## [HOW TO COMPLETE THIS TASK]
Pull out every line with the word "SegPrefixes" from the entries below.
** Opening MATERIAL FOR THIS TASK block **
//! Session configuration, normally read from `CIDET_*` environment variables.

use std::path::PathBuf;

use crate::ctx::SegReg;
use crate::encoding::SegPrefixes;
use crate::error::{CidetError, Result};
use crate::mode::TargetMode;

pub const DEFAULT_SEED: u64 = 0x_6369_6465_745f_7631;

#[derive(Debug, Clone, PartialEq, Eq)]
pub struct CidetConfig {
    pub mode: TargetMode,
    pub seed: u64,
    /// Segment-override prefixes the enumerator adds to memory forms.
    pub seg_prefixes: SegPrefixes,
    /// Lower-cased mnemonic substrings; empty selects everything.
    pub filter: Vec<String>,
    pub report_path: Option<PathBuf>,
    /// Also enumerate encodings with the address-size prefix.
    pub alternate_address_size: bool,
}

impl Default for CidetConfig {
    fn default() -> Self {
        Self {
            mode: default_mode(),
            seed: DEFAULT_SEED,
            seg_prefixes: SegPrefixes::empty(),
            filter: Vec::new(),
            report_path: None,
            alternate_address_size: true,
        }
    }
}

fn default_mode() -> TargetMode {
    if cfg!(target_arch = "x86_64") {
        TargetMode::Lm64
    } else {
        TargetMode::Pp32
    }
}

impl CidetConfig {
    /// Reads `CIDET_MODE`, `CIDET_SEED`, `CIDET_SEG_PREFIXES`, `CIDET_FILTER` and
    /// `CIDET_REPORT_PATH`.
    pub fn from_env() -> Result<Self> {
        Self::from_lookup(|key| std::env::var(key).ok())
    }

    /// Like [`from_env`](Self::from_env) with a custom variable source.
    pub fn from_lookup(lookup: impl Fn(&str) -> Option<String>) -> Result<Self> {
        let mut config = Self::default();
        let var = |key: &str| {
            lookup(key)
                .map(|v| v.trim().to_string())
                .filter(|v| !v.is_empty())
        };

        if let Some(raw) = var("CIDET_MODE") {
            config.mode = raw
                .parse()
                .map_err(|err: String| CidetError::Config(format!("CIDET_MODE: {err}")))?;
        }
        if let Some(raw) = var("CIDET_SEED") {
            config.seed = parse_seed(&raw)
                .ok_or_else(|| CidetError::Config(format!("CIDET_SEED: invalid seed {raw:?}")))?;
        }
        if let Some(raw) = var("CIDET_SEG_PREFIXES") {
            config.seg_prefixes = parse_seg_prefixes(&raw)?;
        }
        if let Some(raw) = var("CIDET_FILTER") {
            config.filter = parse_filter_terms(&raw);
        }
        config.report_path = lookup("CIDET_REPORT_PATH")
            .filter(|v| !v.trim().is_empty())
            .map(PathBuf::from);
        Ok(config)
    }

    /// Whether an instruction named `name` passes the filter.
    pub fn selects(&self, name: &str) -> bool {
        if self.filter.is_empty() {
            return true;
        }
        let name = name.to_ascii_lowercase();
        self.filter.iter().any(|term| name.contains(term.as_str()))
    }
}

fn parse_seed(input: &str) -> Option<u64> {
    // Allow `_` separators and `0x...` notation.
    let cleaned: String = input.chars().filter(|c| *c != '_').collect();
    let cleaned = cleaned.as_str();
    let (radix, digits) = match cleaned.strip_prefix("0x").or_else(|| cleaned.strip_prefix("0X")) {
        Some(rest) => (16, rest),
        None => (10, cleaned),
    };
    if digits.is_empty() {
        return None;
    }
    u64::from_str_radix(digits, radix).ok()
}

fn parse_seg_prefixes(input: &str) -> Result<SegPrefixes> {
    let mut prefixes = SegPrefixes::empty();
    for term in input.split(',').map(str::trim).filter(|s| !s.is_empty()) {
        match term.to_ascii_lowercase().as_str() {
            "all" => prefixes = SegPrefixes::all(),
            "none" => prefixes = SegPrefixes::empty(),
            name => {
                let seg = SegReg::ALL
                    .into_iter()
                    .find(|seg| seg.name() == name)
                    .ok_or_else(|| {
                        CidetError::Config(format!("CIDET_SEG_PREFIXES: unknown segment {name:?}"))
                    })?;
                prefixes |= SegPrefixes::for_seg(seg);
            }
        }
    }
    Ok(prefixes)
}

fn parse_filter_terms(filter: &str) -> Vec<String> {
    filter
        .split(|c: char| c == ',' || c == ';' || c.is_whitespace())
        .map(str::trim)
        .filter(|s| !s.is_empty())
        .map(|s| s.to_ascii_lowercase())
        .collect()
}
** Closing MATERIAL FOR THIS TASK block **
** Opening MATERIAL FOR THIS TASK block **
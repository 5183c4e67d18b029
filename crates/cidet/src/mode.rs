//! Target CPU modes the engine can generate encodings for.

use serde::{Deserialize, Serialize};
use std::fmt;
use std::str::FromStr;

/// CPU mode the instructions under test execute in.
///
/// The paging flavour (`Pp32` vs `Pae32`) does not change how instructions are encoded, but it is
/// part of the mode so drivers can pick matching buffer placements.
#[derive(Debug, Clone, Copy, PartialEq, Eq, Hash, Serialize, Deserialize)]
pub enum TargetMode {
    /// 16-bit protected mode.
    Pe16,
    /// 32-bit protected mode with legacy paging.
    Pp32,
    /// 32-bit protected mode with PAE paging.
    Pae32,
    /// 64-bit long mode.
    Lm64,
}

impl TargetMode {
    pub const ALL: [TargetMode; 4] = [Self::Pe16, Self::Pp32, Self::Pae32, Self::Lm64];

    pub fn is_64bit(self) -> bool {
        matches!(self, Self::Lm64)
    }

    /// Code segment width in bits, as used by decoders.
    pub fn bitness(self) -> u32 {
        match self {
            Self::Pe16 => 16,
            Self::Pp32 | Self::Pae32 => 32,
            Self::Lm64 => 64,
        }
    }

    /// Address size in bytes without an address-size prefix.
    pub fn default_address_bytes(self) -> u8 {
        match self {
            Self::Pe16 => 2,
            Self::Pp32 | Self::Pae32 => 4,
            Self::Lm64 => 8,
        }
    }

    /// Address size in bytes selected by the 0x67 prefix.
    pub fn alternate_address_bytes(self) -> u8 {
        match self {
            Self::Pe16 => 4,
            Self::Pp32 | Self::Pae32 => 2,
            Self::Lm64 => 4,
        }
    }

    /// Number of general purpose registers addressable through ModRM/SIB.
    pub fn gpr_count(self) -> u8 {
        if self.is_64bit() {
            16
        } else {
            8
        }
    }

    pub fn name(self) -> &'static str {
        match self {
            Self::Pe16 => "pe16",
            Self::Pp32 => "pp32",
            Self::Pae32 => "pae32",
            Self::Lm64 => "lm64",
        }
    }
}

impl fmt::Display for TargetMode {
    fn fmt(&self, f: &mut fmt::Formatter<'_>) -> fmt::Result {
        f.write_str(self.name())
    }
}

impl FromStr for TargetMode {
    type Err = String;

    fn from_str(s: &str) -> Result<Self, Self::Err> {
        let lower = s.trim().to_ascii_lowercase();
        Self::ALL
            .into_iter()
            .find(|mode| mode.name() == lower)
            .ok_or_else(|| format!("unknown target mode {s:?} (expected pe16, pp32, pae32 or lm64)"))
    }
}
** Closing MATERIAL FOR THIS TASK block **
## [COMPLETED TASK]
use crate::encoding::SegPrefixes;
    pub seg_prefixes: SegPrefixes,
            seg_prefixes: SegPrefixes::empty(),
fn parse_seg_prefixes(input: &str) -> Result<SegPrefixes> {
    let mut prefixes = SegPrefixes::empty();
            "all" => prefixes = SegPrefixes::all(),
            "none" => prefixes = SegPrefixes::empty(),
                prefixes |= SegPrefixes::for_seg(seg);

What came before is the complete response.